REVERSED AND RENDERED - 03/23/04
BEFORE MCMILLIN, C.J., BRIDGES AND GRIFFIS, JJ.
BRIDGES, J., FOR THE COURT:
¶1.
The Chancery Court for the Second Judicial District of Hinds County, Mississippi granted Kindalin
Kay Moses a divorce from Christopher Jerome Moses on the ground of habitual cruel and inhuman
treatment. Joint custody was granted of the minor child with Kindalin having primary physical custody
subject to Christopher’s visitation rights. Child support was granted with Christopher being required to
pay 14% of his income for support and maintenance as provided by law. In addition, Christopher was
required to maintain health insurance for the child, pay half of all costs not covered by insurance and pay
half of parochial school tuition and expenses. Of the marital property Christopher was granted sole use
and possession of the marital home provided that he continue paying expenses related to the home and pay
Kindalin half the adjudicated equity in the home, otherwise the home would be offered for public sale.

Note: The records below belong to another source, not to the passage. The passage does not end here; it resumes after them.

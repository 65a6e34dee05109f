//! Object storage for source and edited videos.
//!
//! This crate provides:
//! - The [`ObjectStore`] trait the editor and HTTP layer program against
//! - An S3/MinIO implementation ([`S3Store`])
//! - A directory-backed implementation for development and tests ([`LocalStore`])
//! - Public URL derivation (`<endpoint>/<bucket>/<key>`)

pub mod config;
pub mod error;
pub mod local;
pub mod s3;
pub mod store;

pub use config::{create_store, StorageBackend, StorageConfig};
pub use error::{StorageError, StorageResult};
pub use local::LocalStore;
pub use s3::{S3Config, S3Store};
pub use store::{
    public_object_url, ByteChunkStream, ByteRange, ObjectBody, ObjectInfo, ObjectStore,
};
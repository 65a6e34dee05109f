//! FFprobe video information.

use serde::{Deserialize, Serialize};
use std::path::Path;
use std::process::Stdio;
use std::time::Duration;
use tokio::process::Command;

use crate::command::check_ffprobe;
use crate::error::{MediaError, MediaResult};

/// Upper bound for a single ffprobe call.
const PROBE_TIMEOUT: Duration = Duration::from_secs(60);

/// Video file information.
#[derive(Debug, Clone, PartialEq, Serialize, Deserialize)]
pub struct VideoInfo {
    /// Duration in seconds
    pub duration: f64,
    /// Width in pixels
    pub width: u32,
    /// Height in pixels
    pub height: u32,
    /// Frame rate (fps)
    pub fps: f64,
    /// Video codec
    pub codec: String,
    /// Whether the container carries an audio stream
    pub has_audio: bool,
}

/// FFprobe JSON output format.
#[derive(Debug, Deserialize)]
struct FfprobeOutput {
    #[serde(default)]
    format: Option<FfprobeFormat>,
    #[serde(default)]
    streams: Vec<FfprobeStream>,
}

#[derive(Debug, Deserialize)]
struct FfprobeFormat {
    duration: Option<String>,
}

#[derive(Debug, Deserialize)]
struct FfprobeStream {
    codec_type: Option<String>,
    codec_name: Option<String>,
    width: Option<u32>,
    height: Option<u32>,
    r_frame_rate: Option<String>,
    avg_frame_rate: Option<String>,
}

/// Probe a video file for information.
pub async fn probe_video(path: impl AsRef<Path>) -> MediaResult<VideoInfo> {
    let path = path.as_ref();

    if !path.exists() {
        return Err(MediaError::FileNotFound(path.to_path_buf()));
    }

    let ffprobe = check_ffprobe()?;

    let child = Command::new(ffprobe)
        .args([
            "-v",
            "error",
            "-print_format",
            "json",
            "-show_format",
            "-show_streams",
        ])
        .arg(path)
        .stdin(Stdio::null())
        .stdout(Stdio::piped())
        .stderr(Stdio::piped())
        .kill_on_drop(true)
        .output();

    let output = tokio::time::timeout(PROBE_TIMEOUT, child)
        .await
        .map_err(|_| MediaError::Timeout(PROBE_TIMEOUT.as_secs()))??;

    if !output.status.success() {
        return Err(MediaError::ffprobe_failed(
            "FFprobe failed",
            Some(String::from_utf8_lossy(&output.stderr).trim().to_string()),
        ));
    }

    parse_probe_output(&output.stdout)
}

/// Turn ffprobe's JSON report into [`VideoInfo`].
pub fn parse_probe_output(json: &[u8]) -> MediaResult<VideoInfo> {
    let probe: FfprobeOutput = serde_json::from_slice(json)?;

    let video_stream = probe
        .streams
        .iter()
        .find(|s| s.codec_type.as_deref() == Some("video"))
        .ok_or_else(|| MediaError::InvalidVideo("No video stream found".to_string()))?;

    let has_audio = probe
        .streams
        .iter()
        .any(|s| s.codec_type.as_deref() == Some("audio"));

    let duration = probe
        .format
        .as_ref()
        .and_then(|f| f.duration.as_ref())
        .and_then(|d| d.parse::<f64>().ok())
        .unwrap_or(0.0);

    // avg_frame_rate is "0/0" for some streams; fall back to r_frame_rate
    let fps = [&video_stream.avg_frame_rate, &video_stream.r_frame_rate]
        .into_iter()
        .flatten()
        .find_map(|r| parse_frame_rate(r))
        .unwrap_or(30.0);

    Ok(VideoInfo {
        duration,
        width: video_stream.width.unwrap_or(0),
        height: video_stream.height.unwrap_or(0),
        fps,
        codec: video_stream.codec_name.clone().unwrap_or_default(),
        has_audio,
    })
}

/// Parse frame rate string (e.g., "30/1" or "29.97").
fn parse_frame_rate(s: &str) -> Option<f64> {
    if let Some((num, den)) = s.split_once('/') {
        let num: f64 = num.parse().ok()?;
        let den: f64 = den.parse().ok()?;
        if den > 0.0 && num > 0.0 {
            return Some(num / den);
        }
        return None;
    }
    s.parse().ok().filter(|fps: &f64| *fps > 0.0)
}
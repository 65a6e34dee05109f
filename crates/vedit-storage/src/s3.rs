//! S3-compatible client (AWS S3, MinIO).

use std::path::Path;

use async_trait::async_trait;
use aws_config::BehaviorVersion;
use aws_credential_types::Credentials;
use aws_sdk_s3::config::Builder;
use aws_sdk_s3::primitives::{ByteStream, DateTime as SmithyDateTime};
use aws_sdk_s3::Client;
use aws_types::region::Region;
use chrono::{DateTime, Utc};
use futures_util::StreamExt;
use tokio::io::AsyncWriteExt;
use tokio_util::io::ReaderStream;
use tracing::{debug, info, warn};

use crate::error::{StorageError, StorageResult};
use crate::store::{public_object_url, ObjectBody, ObjectInfo, ObjectStore};

/// Configuration for the S3 client.
#[derive(Debug, Clone)]
pub struct S3Config {
    /// S3 API endpoint URL
    pub endpoint_url: String,
    /// Access key ID
    pub access_key_id: String,
    /// Secret access key
    pub secret_access_key: String,
    /// Bucket name
    pub bucket_name: String,
    pub region: String,
    /// Endpoint used in URLs handed to clients; usually equal to `endpoint_url`
    pub public_endpoint: String,
}

impl Default for S3Config {
    fn default() -> Self {
        let endpoint = "http://localhost:9000".to_string();
        Self {
            endpoint_url: endpoint.clone(),
            access_key_id: "minioadmin".to_string(),
            secret_access_key: "minioadmin".to_string(),
            bucket_name: "videos".to_string(),
            region: "us-east-1".to_string(),
            public_endpoint: endpoint,
        }
    }
}

impl S3Config {
    /// Create config from environment variables, falling back to a local MinIO setup.
    pub fn from_env() -> Self {
        let defaults = Self::default();
        let endpoint_url = std::env::var("S3_ENDPOINT").unwrap_or(defaults.endpoint_url);

        Self {
            public_endpoint: std::env::var("S3_PUBLIC_ENDPOINT")
                .unwrap_or_else(|_| endpoint_url.clone()),
            endpoint_url,
            access_key_id: std::env::var("S3_ACCESS_KEY").unwrap_or(defaults.access_key_id),
            secret_access_key: std::env::var("S3_SECRET_KEY")
                .unwrap_or(defaults.secret_access_key),
            bucket_name: std::env::var("S3_BUCKET_NAME").unwrap_or(defaults.bucket_name),
            region: std::env::var("S3_REGION").unwrap_or(defaults.region),
        }
    }

    /// Reject configurations the SDK would only fail on at request time.
    pub fn validate(&self) -> StorageResult<()> {
        if self.bucket_name.trim().is_empty() {
            return Err(StorageError::config_error("S3_BUCKET_NAME must not be empty"));
        }
        if !self.endpoint_url.starts_with("http://") && !self.endpoint_url.starts_with("https://")
        {
            return Err(StorageError::config_error(format!(
                "S3_ENDPOINT must be an http(s) URL, got '{}'",
                self.endpoint_url
            )));
        }
        Ok(())
    }
}

/// S3 object store.
#[derive(Clone)]
pub struct S3Store {
    client: Client,
    bucket: String,
    public_endpoint: String,
}

impl S3Store {
    /// Create a new client from configuration.
    pub fn new(config: S3Config) -> StorageResult<Self> {
        config.validate()?;

        let credentials = Credentials::new(
            &config.access_key_id,
            &config.secret_access_key,
            None,
            None,
            "vedit",
        );

        // Path-style addressing: MinIO does not serve virtual-hosted buckets by default
        let sdk_config = Builder::new()
            .behavior_version(BehaviorVersion::latest())
            .endpoint_url(&config.endpoint_url)
            .region(Region::new(config.region))
            .credentials_provider(credentials)
            .force_path_style(true)
            .build();

        Ok(Self {
            client: Client::from_conf(sdk_config),
            bucket: config.bucket_name,
            public_endpoint: config.public_endpoint,
        })
    }

    /// Create from environment variables.
    pub fn from_env() -> StorageResult<Self> {
        Self::new(S3Config::from_env())
    }

    pub fn bucket(&self) -> &str {
        &self.bucket
    }
}

fn to_utc(t: Option<&SmithyDateTime>) -> Option<DateTime<Utc>> {
    t.and_then(|t| t.to_millis().ok())
        .and_then(DateTime::<Utc>::from_timestamp_millis)
}

#[async_trait]
impl ObjectStore for S3Store {
    fn backend_name(&self) -> &'static str {
        "s3"
    }

    async fn head(&self, key: &str) -> StorageResult<ObjectInfo> {
        let response = self
            .client
            .head_object()
            .bucket(&self.bucket)
            .key(key)
            .send()
            .await
            .map_err(|e| {
                if e.as_service_error().map(|se| se.is_not_found()) == Some(true) {
                    StorageError::not_found(key)
                } else {
                    StorageError::AwsSdk(e.to_string())
                }
            })?;

        Ok(ObjectInfo {
            key: key.to_string(),
            size: response.content_length().unwrap_or(0).max(0) as u64,
            last_modified: to_utc(response.last_modified()),
        })
    }

    async fn download_to(&self, key: &str, path: &Path) -> StorageResult<u64> {
        debug!("Downloading {} to {}", key, path.display());

        let response = self
            .client
            .get_object()
            .bucket(&self.bucket)
            .key(key)
            .send()
            .await
            .map_err(|e| {
                if e.as_service_error().map(|se| se.is_no_such_key()) == Some(true) {
                    StorageError::not_found(key)
                } else {
                    StorageError::download_failed(e.to_string())
                }
            })?;

        if let Some(parent) = path.parent() {
            tokio::fs::create_dir_all(parent).await.map_err(|e| {
                StorageError::download_failed(format!("Failed to create directory: {}", e))
            })?;
        }

        let mut file = tokio::fs::File::create(path)
            .await
            .map_err(|e| StorageError::download_failed(format!("Failed to create file: {}", e)))?;
        let mut reader = response.body.into_async_read();
        let written = tokio::io::copy(&mut reader, &mut file)
            .await
            .map_err(|e| StorageError::download_failed(format!("Failed to write file: {}", e)))?;
        file.flush().await?;

        info!("Downloaded {} ({} bytes) to {}", key, written, path.display());
        Ok(written)
    }

    async fn upload_from(&self, path: &Path, key: &str, content_type: &str) -> StorageResult<()> {
        debug!("Uploading {} to {}", path.display(), key);

        let body = ByteStream::from_path(path)
            .await
            .map_err(|e| StorageError::upload_failed(e.to_string()))?;

        self.client
            .put_object()
            .bucket(&self.bucket)
            .key(key)
            .body(body)
            .content_type(content_type)
            .send()
            .await
            .map_err(|e| StorageError::upload_failed(e.to_string()))?;

        info!("Uploaded {} to {}", path.display(), key);
        Ok(())
    }

    async fn get_object(&self, key: &str, range: Option<&str>) -> StorageResult<ObjectBody> {
        let mut request = self.client.get_object().bucket(&self.bucket).key(key);

        if let Some(r) = range {
            request = request.range(r);
        }

        let response = request.send().await.map_err(|e| {
            if e.as_service_error().map(|se| se.is_no_such_key()) == Some(true) {
                StorageError::not_found(key)
            } else if e.raw_response().map(|r| r.status().as_u16()) == Some(416) {
                StorageError::InvalidRange(range.unwrap_or_default().to_string())
            } else {
                StorageError::download_failed(e.to_string())
            }
        })?;

        let content_type = response.content_type().map(str::to_string);
        let content_range = response.content_range().map(str::to_string);
        let content_length = response.content_length().and_then(|n| u64::try_from(n).ok());

        let key = key.to_string();
        let stream = ReaderStream::new(response.body.into_async_read()).map(move |chunk| {
            chunk.map_err(|e| {
                warn!(key = %key, "S3 stream read failed: {}", e);
                StorageError::download_failed(e.to_string())
            })
        });

        Ok(ObjectBody {
            stream: Box::pin(stream),
            content_length,
            content_type,
            content_range,
        })
    }

    async fn list(&self) -> StorageResult<Vec<ObjectInfo>> {
        debug!("Listing objects in bucket {}", self.bucket);

        let mut objects = Vec::new();
        let mut continuation_token: Option<String> = None;

        loop {
            let mut request = self.client.list_objects_v2().bucket(&self.bucket);

            if let Some(token) = continuation_token {
                request = request.continuation_token(token);
            }

            let response = request
                .send()
                .await
                .map_err(|e| StorageError::ListFailed(e.to_string()))?;

            for obj in response.contents() {
                objects.push(ObjectInfo {
                    key: obj.key().unwrap_or_default().to_string(),
                    size: obj.size().unwrap_or(0).max(0) as u64,
                    last_modified: to_utc(obj.last_modified()),
                });
            }

            if response.is_truncated() == Some(true) {
                continuation_token = response.next_continuation_token;
            } else {
                break;
            }
        }

        Ok(objects)
    }

    async fn delete(&self, key: &str) -> StorageResult<()> {
        debug!("Deleting {}", key);

        self.client
            .delete_object()
            .bucket(&self.bucket)
            .key(key)
            .send()
            .await
            .map_err(|e| StorageError::delete_failed(e.to_string()))?;

        Ok(())
    }

    fn public_url(&self, key: &str) -> String {
        public_object_url(&self.public_endpoint, &self.bucket, key)
    }

    async fn check_connectivity(&self) -> StorageResult<()> {
        self.client
            .head_bucket()
            .bucket(&self.bucket)
            .send()
            .await
            .map_err(|e| StorageError::AwsSdk(format!("S3 connectivity check failed: {}", e)))?;
        Ok(())
    }
}
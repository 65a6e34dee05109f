//! Video edit orchestration.
//!
//! Every operation runs the same pipeline:
//! validate → check sources → download → derive parameters → run FFmpeg →
//! upload → clean scratch files. Operation-specific behaviour lives in
//! [`operations`]; the shared skeleton lives in [`pipeline`].

pub mod config;
pub mod error;
pub mod logging;
pub mod metrics;
pub mod operations;
pub mod pipeline;
pub mod scratch;

pub use config::EditorConfig;
pub use error::{EditError, EditResult};
pub use logging::OperationLogger;
pub use operations::{sanitize_filename, OperationParams, ValidatedOperation};
pub use pipeline::{EditOutcome, Editor, StoredObject};
pub use scratch::ScratchSpace;
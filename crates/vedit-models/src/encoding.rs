//! Video encoding profiles.

use schemars::JsonSchema;
use serde::{Deserialize, Serialize};

/// Default video encoder (NVIDIA hardware H.264)
pub const DEFAULT_VIDEO_ENCODER: &str = "h264_nvenc";
/// Default audio codec
pub const DEFAULT_AUDIO_CODEC: &str = "aac";

/// Preset for cut/convert/resize/crop
pub const STANDARD_PRESET: &str = "p4";
/// Constant bitrate target for cut/convert/resize/crop
pub const STANDARD_VIDEO_BITRATE: &str = "5M";
/// Audio bitrate for cut/convert/resize/crop
pub const STANDARD_AUDIO_BITRATE: &str = "128k";

/// Preset for stacked composites (fastest NVENC preset)
pub const COMPOSITE_PRESET: &str = "p1";
/// Constant quality target for stacked composites
pub const COMPOSITE_CQ: u8 = 22;
/// Audio bitrate for stacked composites
pub const COMPOSITE_AUDIO_BITRATE: &str = "192k";
/// Pixel format forced on stacked composites
pub const COMPOSITE_PIXEL_FORMAT: &str = "yuv420p";

/// Stacked composite canvas (portrait 9:16)
pub const STACKED_CANVAS_WIDTH: u32 = 1080;
pub const STACKED_CANVAS_HEIGHT: u32 = 1920;
pub const STACKED_ASPECT: &str = "9:16";

/// How the video encoder is told to spend bits.
#[derive(Debug, Clone, PartialEq, Eq, Serialize, Deserialize, JsonSchema)]
#[serde(rename_all = "snake_case")]
pub enum RateControl {
    /// Target bitrate, e.g. "5M"
    Bitrate(String),
    /// Constant quality factor (`-cq` on NVENC, `-crf` elsewhere)
    ConstantQuality(u8),
}

/// Video + audio encoding profile for one operation.
#[derive(Debug, Clone, Serialize, Deserialize, JsonSchema)]
pub struct EncodingProfile {
    /// Video codec (e.g., "h264_nvenc", "libx264")
    pub codec: String,
    /// Encoder preset
    pub preset: String,
    pub rate_control: RateControl,
    /// Audio codec
    pub audio_codec: String,
    /// Audio bitrate
    pub audio_bitrate: String,
    /// Output pixel format, if forced
    #[serde(default)]
    pub pixel_format: Option<String>,
}

impl Default for EncodingProfile {
    fn default() -> Self {
        Self::standard()
    }
}

impl EncodingProfile {
    /// Constant-bitrate profile used by cut, convert, resize and crop.
    pub fn standard() -> Self {
        Self {
            codec: DEFAULT_VIDEO_ENCODER.to_string(),
            preset: STANDARD_PRESET.to_string(),
            rate_control: RateControl::Bitrate(STANDARD_VIDEO_BITRATE.to_string()),
            audio_codec: DEFAULT_AUDIO_CODEC.to_string(),
            audio_bitrate: STANDARD_AUDIO_BITRATE.to_string(),
            pixel_format: None,
        }
    }

    /// Quality-factor profile with the fastest preset, used for stacked composites.
    pub fn composite() -> Self {
        Self {
            codec: DEFAULT_VIDEO_ENCODER.to_string(),
            preset: COMPOSITE_PRESET.to_string(),
            rate_control: RateControl::ConstantQuality(COMPOSITE_CQ),
            audio_codec: DEFAULT_AUDIO_CODEC.to_string(),
            audio_bitrate: COMPOSITE_AUDIO_BITRATE.to_string(),
            pixel_format: Some(COMPOSITE_PIXEL_FORMAT.to_string()),
        }
    }

    /// Swap the video encoder.
    ///
    /// NVENC presets (`p1`..`p7`) have no meaning for software encoders, so
    /// they are translated to the closest x264-style preset name.
    pub fn with_codec(mut self, codec: impl Into<String>) -> Self {
        self.codec = codec.into();
        if !self.is_nvenc() {
            self.preset = software_preset(&self.preset).to_string();
        }
        self
    }

    /// Whether the video encoder is an NVENC encoder.
    pub fn is_nvenc(&self) -> bool {
        self.codec.ends_with("_nvenc")
    }

    /// Convert to FFmpeg output arguments.
    pub fn to_ffmpeg_args(&self) -> Vec<String> {
        let mut args = vec![
            "-c:v".to_string(),
            self.codec.clone(),
            "-preset".to_string(),
            self.preset.clone(),
        ];

        match &self.rate_control {
            RateControl::Bitrate(bitrate) => {
                args.extend_from_slice(&["-b:v".to_string(), bitrate.clone()]);
            }
            // CRF is not used with NVENC, use -cq instead
            RateControl::ConstantQuality(q) if self.is_nvenc() => {
                args.extend_from_slice(&["-cq".to_string(), q.to_string()]);
            }
            RateControl::ConstantQuality(q) => {
                args.extend_from_slice(&["-crf".to_string(), q.to_string()]);
            }
        }

        if let Some(pix_fmt) = &self.pixel_format {
            args.extend_from_slice(&["-pix_fmt".to_string(), pix_fmt.clone()]);
        }

        args.extend_from_slice(&[
            "-c:a".to_string(),
            self.audio_codec.clone(),
            "-b:a".to_string(),
            self.audio_bitrate.clone(),
        ]);

        args
    }
}

fn software_preset(nvenc_preset: &str) -> &str {
    match nvenc_preset {
        "p1" => "ultrafast",
        "p2" => "superfast",
        "p3" => "veryfast",
        "p4" => "medium",
        "p5" => "slow",
        "p6" => "slower",
        "p7" => "veryslow",
        other => other,
    }
}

The
rest of the marital property was divided according to lists provided by the parties and the division of debt
was left to be considered by the attorneys.
¶2.
Christopher filed a motion to reconsider which was denied. Now Christopher appeals on the
following issues:
STATEMENT OF THE ISSUES
I. DID THE CHANCELLOR COMMIT ERROR IN FINDING SUFFICIENT EVIDENCE TO
AWARD APPELLEE A DIVORCE OF AND FROM APPELLANT ON THE GROUNDS OF
HABITUAL CRUEL AND INHUMAN TREATMENT?
II. DID THE CHANCELLOR COMMIT ERROR IN REQUIRING APPELLANT TO PAY THE
MINOR CHILD’S PRIVATE SCHOOL TUITION, IN ADDITION TO HIS MONTHLY CHILD
SUPPORT OBLIGATION?
III. DID THE CHANCELLOR COMMIT ERROR IN PERMITTING WITNESSES AND PHYSICAL
EVIDENCE INTO THE EVIDENCE DESPITE SUCH BEING SUPPLEMENTED ONLY SHORTLY
BEFORE TRIAL?
IV. DID THE CHANCELLOR COMMIT ERROR IN PERMITTING DR. LORI FULTON TO
TESTIFY AS TO THE SOURCE OF APPELLEE’S DISEASES?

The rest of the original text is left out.